Benjamin Mason Meier is a professor of global health policy at the University of North Carolina at Chapel Hill. Meier’s interdisciplinary research, which focuses on the intersection of public health, international law, and public policy, examines the human rights foundations of global health law. Working collaboratively across UNC’s Department of Public Policy and the Gillings School of Global Public Health, he has written extensively on the development, evolution, and application of human rights in global health and consulted frequently with international organizations, national governments, and nongovernmental organizations.

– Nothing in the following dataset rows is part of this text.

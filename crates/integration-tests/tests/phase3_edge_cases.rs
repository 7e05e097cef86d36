//! Phase 3 Edge Cases - Ownership, Deleted Users & Hostile Input
//!
//! Gaps a service-level happy path does not cover: authorship checks
//! against the wrong parent, display of deleted accounts, blank and
//! hostile input at every write surface.

use std::sync::Arc;

use tradepost_core::application::{
    CommentService, FriendService, ItemService, PostService, RatingService, UserService,
};
use tradepost_core::domain::DELETED_USER;
use tradepost_core::error::AppError;
use tradepost_core::port::id_provider::UuidProvider;
use tradepost_core::port::password_hasher::Argon2PasswordHasher;
use tradepost_core::port::time_provider::SystemTimeProvider;
use tradepost_infra_sqlite::{
    create_pool, run_migrations, SqliteCommentRepository, SqliteFriendRepository,
    SqliteItemRepository, SqlitePostRepository, SqliteRatingRepository, SqliteSessionStore,
    SqliteUserRepository,
};

struct Social {
    items: ItemService,
    comments: CommentService,
    posts: PostService,
    ratings: RatingService,
    friends: FriendService,
}

fn wire(pool: sqlx::SqlitePool) -> Social {
    let id_provider = Arc::new(UuidProvider);
    let time_provider = Arc::new(SystemTimeProvider);
    let item_repo = Arc::new(SqliteItemRepository::new(pool.clone()));
    let comment_repo = Arc::new(SqliteCommentRepository::new(pool.clone()));
    let post_repo = Arc::new(SqlitePostRepository::new(pool.clone()));
    let rating_repo = Arc::new(SqliteRatingRepository::new(pool.clone()));
    let friend_repo = Arc::new(SqliteFriendRepository::new(pool));

    Social {
        items: ItemService::new(item_repo.clone(), id_provider.clone(), time_provider.clone()),
        comments: CommentService::new(
            comment_repo,
            item_repo.clone(),
            id_provider.clone(),
            time_provider.clone(),
        ),
        posts: PostService::new(post_repo, id_provider.clone(), time_provider.clone()),
        ratings: RatingService::new(rating_repo, item_repo, id_provider.clone(), time_provider.clone()),
        friends: FriendService::new(friend_repo, id_provider, time_provider),
    }
}

/// Edge Case 1: Comment ownership is checked against the right parent item
#[tokio::test]
async fn test_comment_ownership_against_wrong_parent() {
    let pool = create_pool(":memory:").await.unwrap();
    run_migrations(&pool).await.unwrap();
    let social = wire(pool);

    let couch = social
        .items
        .create("seller-1", "couch", 120, "", vec![], "")
        .await
        .unwrap();
    let lamp = social
        .items
        .create("seller-1", "lamp", 30, "", vec![], "")
        .await
        .unwrap();

    let comment = social
        .comments
        .create(&couch.id, "buyer-a", "mine!")
        .await
        .unwrap();

    // Right item, right author
    social
        .comments
        .assert_commenter(&comment.id, &couch.id, "buyer-a")
        .await
        .unwrap();

    // Wrong item: the comment must be invisible there, not Forbidden
    let err = social
        .comments
        .assert_commenter(&comment.id, &lamp.id, "buyer-a")
        .await
        .unwrap_err();
    assert!(err.is_not_found());

    // Right item, wrong author
    let err = social
        .comments
        .assert_commenter(&comment.id, &couch.id, "buyer-b")
        .await
        .unwrap_err();
    assert!(matches!(err, AppError::Forbidden(_)));

    println!("✅ Edge Case 1: comment ownership checked against the parent item");
}

/// Edge Case 2: Content by deleted accounts renders as DELETED_USER
#[tokio::test]
async fn test_deleted_author_renders_placeholder() {
    let pool = create_pool(":memory:").await.unwrap();
    run_migrations(&pool).await.unwrap();
    let social = wire(pool.clone());

    let users = UserService::new(
        Arc::new(SqliteUserRepository::new(pool.clone())),
        Arc::new(SqliteSessionStore::new(pool)),
        Arc::new(Argon2PasswordHasher),
        Arc::new(UuidProvider),
        Arc::new(SystemTimeProvider),
    );

    let seller = users.register("seller_june", "hunter2hunter2").await.unwrap();
    let buyer = users.register("buyer_mina", "hunter2hunter2").await.unwrap();

    let item = social
        .items
        .create(&seller.id, "couch", 120, "", vec![], "")
        .await
        .unwrap();
    let comment = social
        .comments
        .create(&item.id, &buyer.id, "still available?")
        .await
        .unwrap();

    users.delete(&buyer.id).await.unwrap();

    // The comment row survives; only the display name degrades
    let thread = social.comments.list_for_item(&item.id).await.unwrap();
    assert_eq!(thread.len(), 1);
    assert_eq!(thread[0].id, comment.id);

    let names = users
        .usernames_for(&[seller.id.clone(), buyer.id.clone()])
        .await
        .unwrap();
    assert_eq!(names[0], "seller_june");
    assert_eq!(names[1], DELETED_USER);

    println!("✅ Edge Case 2: deleted accounts render as {}", DELETED_USER);
}

/// Edge Case 3: Blank text is rejected at every write surface
#[tokio::test]
async fn test_blank_input_rejected() {
    let pool = create_pool(":memory:").await.unwrap();
    run_migrations(&pool).await.unwrap();
    let social = wire(pool);

    let err = social
        .posts
        .create("author-1", "   ", None)
        .await
        .unwrap_err();
    assert!(matches!(err, AppError::Validation(_)));

    let item = social
        .items
        .create("seller-1", "couch", 120, "", vec![], "")
        .await
        .unwrap();
    let err = social
        .comments
        .create(&item.id, "buyer-a", "")
        .await
        .unwrap_err();
    assert!(matches!(err, AppError::Validation(_)));

    let err = social
        .items
        .create("seller-1", "  ", 10, "", vec![], "")
        .await
        .unwrap_err();
    assert!(matches!(err, AppError::Domain(_)));

    println!("✅ Edge Case 3: blank input rejected everywhere");
}

/// Edge Case 4: Rating scores outside 1..=5 never reach the store
#[tokio::test]
async fn test_rating_score_bounds() {
    let pool = create_pool(":memory:").await.unwrap();
    run_migrations(&pool).await.unwrap();
    let social = wire(pool);

    let item = social
        .items
        .create("seller-1", "couch", 120, "", vec![], "")
        .await
        .unwrap();

    for bad_score in [0, 6, -1, 100] {
        let err = social
            .ratings
            .rate(&item.id, "buyer-a", bad_score)
            .await
            .unwrap_err();
        assert!(
            matches!(err, AppError::Domain(_)),
            "score {} must be rejected",
            bad_score
        );
    }

    // Bounds themselves are valid
    social.ratings.rate(&item.id, "buyer-a", 1).await.unwrap();
    social
        .ratings
        .update_rating(&item.id, "buyer-a", 5)
        .await
        .unwrap();
    assert_eq!(social.ratings.seller_average("seller-1").await.unwrap(), 5.0);

    println!("✅ Edge Case 4: score bounds enforced");
}

/// Edge Case 5: A retracted request disappears; acting on a missing one is NotFound
#[tokio::test]
async fn test_friend_request_retraction() {
    let pool = create_pool(":memory:").await.unwrap();
    run_migrations(&pool).await.unwrap();
    let social = wire(pool);

    social.friends.send_request("alice", "bob").await.unwrap();
    social.friends.remove_request("alice", "bob").await.unwrap();

    // Nothing left to accept
    let err = social
        .friends
        .accept_request("alice", "bob")
        .await
        .unwrap_err();
    assert!(err.is_not_found());
    assert!(social.friends.list_friends("bob").await.unwrap().is_empty());

    // Retraction does not block a fresh request
    social.friends.send_request("alice", "bob").await.unwrap();
    social.friends.accept_request("alice", "bob").await.unwrap();
    assert_eq!(
        social.friends.list_friends("alice").await.unwrap(),
        vec!["bob"]
    );

    println!("✅ Edge Case 5: request retraction verified");
}

/// Edge Case 6: Hostile and unicode text roundtrips untouched
#[tokio::test]
async fn test_hostile_text_roundtrips() {
    let pool = create_pool(":memory:").await.unwrap();
    run_migrations(&pool).await.unwrap();
    let social = wire(pool);

    let name = "Robert'); DROP TABLE items;--";
    let description = "아주 편한 소파 (very comfy couch)";
    let item = social
        .items
        .create("seller-1", name, 120, description, vec![], "")
        .await
        .unwrap();

    let body = r#"It's "mint", right? <script>alert(1)</script>"#;
    let comment = social
        .comments
        .create(&item.id, "buyer-a", body)
        .await
        .unwrap();

    // Everything comes back byte for byte
    let fetched = social.items.get(&item.id).await.unwrap();
    assert_eq!(fetched.name, name);
    assert_eq!(fetched.description, description);
    let thread = social.comments.list_for_item(&item.id).await.unwrap();
    assert_eq!(thread[0].id, comment.id);
    assert_eq!(thread[0].body, body);

    // And the tables are still standing
    social
        .items
        .create("seller-1", "lamp", 30, "", vec![], "")
        .await
        .unwrap();
    assert_eq!(social.items.list().await.unwrap().len(), 2);

    println!("✅ Edge Case 6: hostile text stored and returned untouched");
}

His recent global health governance volume, Human Rights in Global Health: Rights-Based Governance in a Globalizing World (Oxford University Press 2018), examines the influence of human rights in the health efforts of international organizations. Drawing from this comparative analysis of international organizations, Meier has co-edited an academic textbook for the field of health and human rights, Foundations of Global Health & Human Rights (Oxford University Press 2020), which provides an educational foundation for the future of the discipline. To advance legal scholarship on contemporary global health issues, he and Lawrence Gostin have launched a quarterly column on global health law in the Journal of Law, Medicine & Ethics.
Meier received his Ph.D. in sociomedical sciences from Columbia University, his J.D. and LL.M. in international and comparative law from Cornell Law School, and his B.A. in biochemistry from Cornell University.